Proactive and Reactive Multi-Dimensional Histogram Maintenance for Selectivity Estimation
Zhen He,Byung Suk Lee,X. Sean Wang
DOI: https://doi.org/10.1016/j.jss.2007.03.088
IF: 3.5
2008-01-01
Journal of Systems and Software
Abstract:Many state-of-the-art selectivity estimation methods use query feedback to maintain histogram buckets, thereby using the limited memory efficiently. However, they are ''reactive'' in nature, that is, they update the histogram based on queries that have come to the system in the past for evaluation. In some applications, future occurrences of certain queries may be predicted and a ''proactive'' approach can bring much needed performance gain, especially when combined with the reactive approach. For these applications, this paper provides a method that builds customized proactive histograms based on query prediction and mergers them into reactive histograms when the predicted future arrives.

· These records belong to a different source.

//! Integration tests for the middleware stack.

use takzy_integration_tests::TestContext;

#[tokio::test]
async fn test_security_headers_on_pages() {
    let mut ctx = TestContext::new();
    let resp = ctx.get("/").await;

    assert_eq!(resp.header("x-frame-options"), Some("DENY"));
    assert_eq!(resp.header("x-content-type-options"), Some("nosniff"));
    assert_eq!(resp.header("referrer-policy"), Some("no-referrer"));
    assert_eq!(resp.header("cache-control"), Some("no-store, max-age=0"));
    let csp = resp.header("content-security-policy").unwrap_or_default();
    assert!(csp.contains("img-src 'self' https://cdn.poehali.dev"));
    assert!(csp.contains("script-src 'none'"));
}

#[tokio::test]
async fn test_request_id_is_generated() {
    let mut ctx = TestContext::new();
    let resp = ctx.get("/health").await;

    let id = resp.header("x-request-id").unwrap_or_default();
    assert_eq!(id.len(), 36, "expected a UUID, got {id:?}");
}

#[tokio::test]
async fn test_request_id_is_propagated() {
    let mut ctx = TestContext::new();
    let resp = ctx
        .get_with_headers("/health", &[("x-request-id", "upstream-42")])
        .await;

    assert_eq!(resp.header("x-request-id"), Some("upstream-42"));
}

#[tokio::test]
async fn test_oversized_request_id_is_replaced() {
    let mut ctx = TestContext::new();
    let long = "a".repeat(200);
    let resp = ctx
        .get_with_headers("/health", &[("x-request-id", long.as_str())])
        .await;

    let id = resp.header("x-request-id").unwrap_or_default();
    assert_ne!(id, long);
    assert_eq!(id.len(), 36);
}

#[tokio::test]
async fn test_session_cookie_attributes() {
    let mut ctx = TestContext::new();
    let resp = ctx.get("/").await;

    let cookie = resp.header("set-cookie").unwrap_or_default();
    assert!(cookie.starts_with("takzy_session="));
    assert!(cookie.contains("HttpOnly"));
    assert!(cookie.contains("SameSite=Lax"));
    assert!(!cookie.contains("Secure"));
}
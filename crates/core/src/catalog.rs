//! Product catalog and search.
//!
//! The catalog is a fixed, ordered list of products built once at startup.
//! It is never mutated afterwards; every derived view (search results, cart
//! lines) borrows from it and preserves its order.

use std::collections::HashSet;

use rust_decimal::Decimal;
use serde::{Deserialize, Serialize};
use thiserror::Error;

use crate::types::{Price, ProductId};

/// Base URL of the product image CDN.
const IMAGE_CDN: &str =
    "https://cdn.poehali.dev/projects/9951cd26-7861-4663-8384-fc67dc910f5f/files";

/// Errors raised while building a catalog.
#[derive(Debug, Clone, PartialEq, Eq, Error)]
pub enum CatalogError {
    #[error("duplicate product id: {0}")]
    DuplicateId(ProductId),
    #[error("product id must be positive, got {0}")]
    InvalidId(ProductId),
    #[error("product {0} must have a positive price")]
    InvalidPrice(ProductId),
}

/// A purchasable product.
#[derive(Debug, Clone, PartialEq, Eq, Serialize, Deserialize)]
pub struct Product {
    pub id: ProductId,
    pub name: String,
    /// Price in rubles per `unit`.
    pub price: Decimal,
    /// Unit of measure, e.g. "кг".
    pub unit: String,
    pub category: String,
    /// Image URI. Rendered as-is, never fetched here.
    pub image: String,
}

impl Product {
    /// Unit price as a display-ready [`Price`].
    #[must_use]
    pub const fn unit_price(&self) -> Price {
        Price::rubles(self.price)
    }

    /// Whether the product name contains `needle` ignoring case.
    ///
    /// `needle` must already be lowercased.
    fn name_contains(&self, needle: &str) -> bool {
        self.name.to_lowercase().contains(needle)
    }
}

/// The fixed list of products on sale.
#[derive(Debug, Clone, PartialEq, Eq)]
pub struct Catalog {
    products: Vec<Product>,
}

impl Catalog {
    /// Build a catalog, checking that ids are positive and unique and that
    /// every price is positive.
    ///
    /// # Errors
    ///
    /// Returns a [`CatalogError`] naming the first offending product.
    pub fn new(products: Vec<Product>) -> Result<Self, CatalogError> {
        let mut seen = HashSet::with_capacity(products.len());
        for product in &products {
            if product.id.as_i32() <= 0 {
                return Err(CatalogError::InvalidId(product.id));
            }
            if product.price <= Decimal::ZERO {
                return Err(CatalogError::InvalidPrice(product.id));
            }
            if !seen.insert(product.id) {
                return Err(CatalogError::DuplicateId(product.id));
            }
        }
        Ok(Self { products })
    }

    /// The compiled-in storefront catalog.
    #[must_use]
    pub fn sample() -> Self {
        let tomato = format!("{IMAGE_CDN}/937c3fcf-91f7-496f-a539-44eb2394480d.jpg");
        let cucumber = format!("{IMAGE_CDN}/aca58f1b-1f7f-418d-81cc-8bbe4eaea116.jpg");
        let vegetable = |id: i32, name: &str, price: i32, image: &str| Product {
            id: ProductId::new(id),
            name: name.to_string(),
            price: Decimal::from(price),
            unit: "кг".to_string(),
            category: "Овощи".to_string(),
            image: image.to_string(),
        };

        Self {
            products: vec![
                vegetable(1, "Помидоры", 150, &tomato),
                vegetable(2, "Огурцы", 120, &cucumber),
                vegetable(3, "Помидоры черри", 220, &tomato),
                vegetable(4, "Огурцы маринованные", 180, &cucumber),
            ],
        }
    }

    /// All products in catalog order.
    #[must_use]
    pub fn products(&self) -> &[Product] {
        &self.products
    }

    /// Look up a product by id.
    #[must_use]
    pub fn get(&self, id: ProductId) -> Option<&Product> {
        self.products.iter().find(|p| p.id == id)
    }

    /// Whether `id` names a product in this catalog.
    #[must_use]
    pub fn contains(&self, id: ProductId) -> bool {
        self.get(id).is_some()
    }

    /// Products whose name matches `query`. See [`filter`].
    #[must_use]
    pub fn search(&self, query: &str) -> Vec<&Product> {
        filter(&self.products, query)
    }

    #[must_use]
    pub fn len(&self) -> usize {
        self.products.len()
    }

    #[must_use]
    pub fn is_empty(&self) -> bool {
        self.products.is_empty()
    }
}

impl Default for Catalog {
    fn default() -> Self {
        Self::sample()
    }
}

/// Keep the products whose name contains `query`, ignoring case and
/// surrounding whitespace. An empty query keeps everything. Order is
/// preserved.
pub fn filter<'a, I>(products: I, query: &str) -> Vec<&'a Product>
where
    I: IntoIterator<Item = &'a Product>,
{
    let needle = query.trim().to_lowercase();
    products
        .into_iter()
        .filter(|p| needle.is_empty() || p.name_contains(&needle))
        .collect()
}

#[cfg(test)]
#[allow(clippy::unwrap_used)]
mod tests {
    use super::*;

    fn ids(products: &[&Product]) -> Vec<i32> {
        products.iter().map(|p| p.id.as_i32()).collect()
    }

    fn product(id: i32, price: i64) -> Product {
        Product {
            id: ProductId::new(id),
            name: format!("Product {id}"),
            price: Decimal::from(price),
            unit: "кг".to_string(),
            category: "Овощи".to_string(),
            image: String::new(),
        }
    }

    #[test]
    fn test_sample_catalog_has_four_products() {
        let catalog = Catalog::sample();
        assert_eq!(catalog.len(), 4);
        assert_eq!(
            catalog.get(ProductId::new(3)).unwrap().name,
            "Помидоры черри"
        );
        assert!(!catalog.contains(ProductId::new(5)));
    }

    #[test]
    fn test_sample_catalog_is_valid() {
        let catalog = Catalog::sample();
        assert!(Catalog::new(catalog.products().to_vec()).is_ok());
    }

    #[test]
    fn test_search_empty_query_matches_all() {
        let catalog = Catalog::sample();
        assert_eq!(ids(&catalog.search("")), vec![1, 2, 3, 4]);
        assert_eq!(ids(&catalog.search("   ")), vec![1, 2, 3, 4]);
    }

    #[test]
    fn test_search_is_case_insensitive() {
        let catalog = Catalog::sample();
        assert_eq!(ids(&catalog.search(" огур")), vec![2, 4]);
        assert_eq!(ids(&catalog.search("ПОМИДОРЫ")), vec![1, 3]);
        assert_eq!(ids(&catalog.search("Черри")), vec![3]);
    }

    #[test]
    fn test_search_no_match() {
        let catalog = Catalog::sample();
        assert!(catalog.search("капуста").is_empty());
    }

    #[test]
    fn test_new_rejects_duplicate_ids() {
        let result = Catalog::new(vec![product(1, 10), product(1, 20)]);
        assert_eq!(result, Err(CatalogError::DuplicateId(ProductId::new(1))));
    }

    #[test]
    fn test_new_rejects_non_positive_id() {
        let result = Catalog::new(vec![product(0, 10)]);
        assert_eq!(result, Err(CatalogError::InvalidId(ProductId::new(0))));
    }

    #[test]
    fn test_new_rejects_non_positive_price() {
        let result = Catalog::new(vec![product(1, 0)]);
        assert_eq!(result, Err(CatalogError::InvalidPrice(ProductId::new(1))));
    }

    #[test]
    fn test_unit_price_display() {
        let catalog = Catalog::sample();
        let tomato = catalog.get(ProductId::new(1)).unwrap();
        assert_eq!(tomato.unit_price().per_unit(&tomato.unit), "150 ₽/кг");
    }

    mod proptest_tests {
        use super::*;
        use proptest::prelude::*;

        proptest! {
            /// Property: every result contains the query and order is preserved.
            #[test]
            fn filter_matches_and_preserves_order(query in "[а-яА-Я ]{0,6}") {
                let catalog = Catalog::sample();
                let results = catalog.search(&query);
                let needle = query.trim().to_lowercase();

                for p in &results {
                    prop_assert!(p.name.to_lowercase().contains(&needle));
                }

                let positions: Vec<usize> = results
                    .iter()
                    .filter_map(|r| catalog.products().iter().position(|p| p.id == r.id))
                    .collect();
                prop_assert!(positions.windows(2).all(|w| w[0] < w[1]));
            }

            /// Property: nothing that matches is dropped.
            #[test]
            fn filter_is_complete(query in "[а-яА-Я ]{0,6}") {
                let catalog = Catalog::sample();
                let needle = query.trim().to_lowercase();
                let expected = catalog
                    .products()
                    .iter()
                    .filter(|p| p.name.to_lowercase().contains(&needle))
                    .count();
                prop_assert_eq!(catalog.search(&query).len(), expected);
            }

            /// Property: filtering twice with the same query changes nothing.
            #[test]
            fn filter_is_idempotent(query in "\\PC{0,8}") {
                let catalog = Catalog::sample();
                let once = catalog.search(&query);
                let twice = filter(once.iter().copied(), &query);
                prop_assert_eq!(once, twice);
            }
        }
    }
}
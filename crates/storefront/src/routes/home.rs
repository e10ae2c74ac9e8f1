//! Home page route handler.

use askama::Template;
use askama_web::WebTemplate;
use axum::extract::State;
use takzy_core::View;
use tracing::instrument;

use crate::filters;
use crate::middleware::ShopSession;
use crate::routes::views::{LayoutView, ProductView};
use crate::state::AppState;

// =============================================================================
// Hero Configuration (Static content)
// =============================================================================

/// Hero banner at the top of the home page.
#[derive(Clone)]
pub struct HeroView {
    pub title: &'static str,
    pub subtitle: &'static str,
    pub button_text: &'static str,
    pub button_url: &'static str,
}

impl Default for HeroView {
    fn default() -> Self {
        Self {
            title: View::Home.title(),
            subtitle: "Качественные помидоры и огурцы с доставкой на дом",
            button_text: "Смотреть каталог",
            button_url: View::Catalog.path(),
        }
    }
}

/// Home page template.
#[derive(Template, WebTemplate)]
#[template(path = "home.html")]
pub struct HomeTemplate {
    pub layout: LayoutView,
    pub hero: HeroView,
    /// Every product, unfiltered.
    pub products: Vec<ProductView>,
}

/// Display the home page.
#[instrument(skip(state, shop))]
pub async fn home(State(state): State<AppState>, mut shop: ShopSession) -> HomeTemplate {
    shop.visit(View::Home);

    HomeTemplate {
        layout: LayoutView::new(&shop.state),
        hero: HeroView::default(),
        products: ProductView::list(state.catalog().products(), &shop.state),
    }
}
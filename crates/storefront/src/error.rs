//! Unified error handling with Sentry integration.
//!
//! Provides a unified `AppError` type that captures errors to Sentry before
//! responding to the client. Route handlers return `Result<T, AppError>`.

use axum::{
    http::StatusCode,
    response::{IntoResponse, Response},
};
use takzy_core::CartError;
use thiserror::Error;

/// Application-level error type for the storefront.
#[derive(Debug, Error)]
pub enum AppError {
    /// Session store read or write failed.
    #[error("Session error: {0}")]
    Session(#[from] tower_sessions::session::Error),

    /// Cart operation rejected.
    #[error("Cart error: {0}")]
    Cart(#[from] CartError),

    /// Resource not found.
    #[error("Not found: {0}")]
    NotFound(String),
}

impl AppError {
    fn status(&self) -> StatusCode {
        match self {
            Self::Session(_) => StatusCode::INTERNAL_SERVER_ERROR,
            Self::Cart(CartError::UnknownProduct(_)) | Self::NotFound(_) => StatusCode::NOT_FOUND,
        }
    }
}

impl IntoResponse for AppError {
    fn into_response(self) -> Response {
        // Capture server errors to Sentry
        if matches!(self, Self::Session(_)) {
            let event_id = sentry::capture_error(&self);
            tracing::error!(
                error = %self,
                sentry_event_id = %event_id,
                "Request error"
            );
        }

        let status = self.status();

        // Don't expose internal error details to clients
        let message = match &self {
            Self::Session(_) => "Internal server error".to_string(),
            Self::Cart(CartError::UnknownProduct(id)) => format!("Товар {id} не найден"),
            Self::NotFound(what) => format!("Страница не найдена: {what}"),
        };

        (status, message).into_response()
    }
}

/// Result type alias for `AppError`.
pub type Result<T> = std::result::Result<T, AppError>;

/// Add a breadcrumb for user actions.
///
/// Breadcrumbs appear in Sentry error reports to show the trail of user actions
/// leading up to an error.
///
/// # Example
///
/// ```rust,ignore
/// add_breadcrumb("cart", "Added to cart", Some(&[("product_id", "2")]));
/// ```
pub fn add_breadcrumb(category: &str, message: &str, data: Option<&[(&str, &str)]>) {
    let mut breadcrumb = sentry::Breadcrumb {
        category: Some(category.to_string()),
        message: Some(message.to_string()),
        level: sentry::Level::Info,
        ..Default::default()
    };

    if let Some(pairs) = data {
        for (key, value) in pairs {
            breadcrumb.data.insert(
                (*key).to_string(),
                serde_json::Value::String((*value).to_string()),
            );
        }
    }

    sentry::add_breadcrumb(breadcrumb);
}

#[cfg(test)]
mod tests {
    use takzy_core::ProductId;

    use super::*;

    fn get_status(err: AppError) -> StatusCode {
        err.into_response().status()
    }

    #[test]
    fn test_app_error_display() {
        let err = AppError::NotFound("product-123".to_string());
        assert_eq!(err.to_string(), "Not found: product-123");

        let err = AppError::Cart(CartError::UnknownProduct(ProductId::new(9)));
        assert_eq!(err.to_string(), "Cart error: product 9 is not in the catalog");
    }

    #[test]
    fn test_app_error_status_codes() {
        assert_eq!(
            get_status(AppError::NotFound("test".to_string())),
            StatusCode::NOT_FOUND
        );
        assert_eq!(
            get_status(AppError::Cart(CartError::UnknownProduct(ProductId::new(9)))),
            StatusCode::NOT_FOUND
        );
    }
}
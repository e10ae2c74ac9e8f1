//! Build script for the storefront crate.
//!
//! Fingerprints the stylesheet so it can be served from an immutable,
//! content-addressed path (`/static/css/derived/main.<hash>.css`).

use std::env;
use std::fs;
use std::path::{Path, PathBuf};

use sha2::{Digest, Sha256};

/// Number of hex characters of the digest kept in file names.
const HASH_LEN: usize = 8;

fn main() {
    let manifest_dir = PathBuf::from(
        env::var("CARGO_MANIFEST_DIR").expect("CARGO_MANIFEST_DIR must be set by Cargo"),
    );
    fingerprint_stylesheet(&manifest_dir.join("static/css"));
}

/// Copy `main.css` to `derived/main.<hash>.css` and export `CSS_HASH`.
fn fingerprint_stylesheet(css_dir: &Path) {
    let source = css_dir.join("main.css");
    println!("cargo:rerun-if-changed={}", source.display());

    let content = match fs::read(&source) {
        Ok(content) => content,
        Err(e) => {
            println!("cargo:warning=Could not read {}: {e}", source.display());
            println!("cargo:rustc-env=CSS_HASH=");
            return;
        }
    };

    let digest = format!("{:x}", Sha256::digest(&content));
    let short = digest.get(..HASH_LEN).unwrap_or(&digest);
    println!("cargo:rustc-env=CSS_HASH={short}");

    let derived_dir = css_dir.join("derived");
    fs::create_dir_all(&derived_dir).expect("Failed to create derived CSS directory");
    fs::write(derived_dir.join(format!("main.{short}.css")), &content)
        .expect("Failed to write fingerprinted CSS");
}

Thus, the method is called the proactive and reactive histogram (PRHist). Two factors affect the usefulness of the proactive histograms and are dealt with during the merge process: the first is the predictability of queries and the second is the extent of data updates. PRHist adjusts itself to be more reactive or more proactive depending on these two factors. Through extensive experiments using both real and synthetic data and query sets, this paper shows that in most cases, PRHist outperforms STHoles, the state-of-the-art reactive method, even when only a small portion of the queries are predictable and a significant portion of data is updated.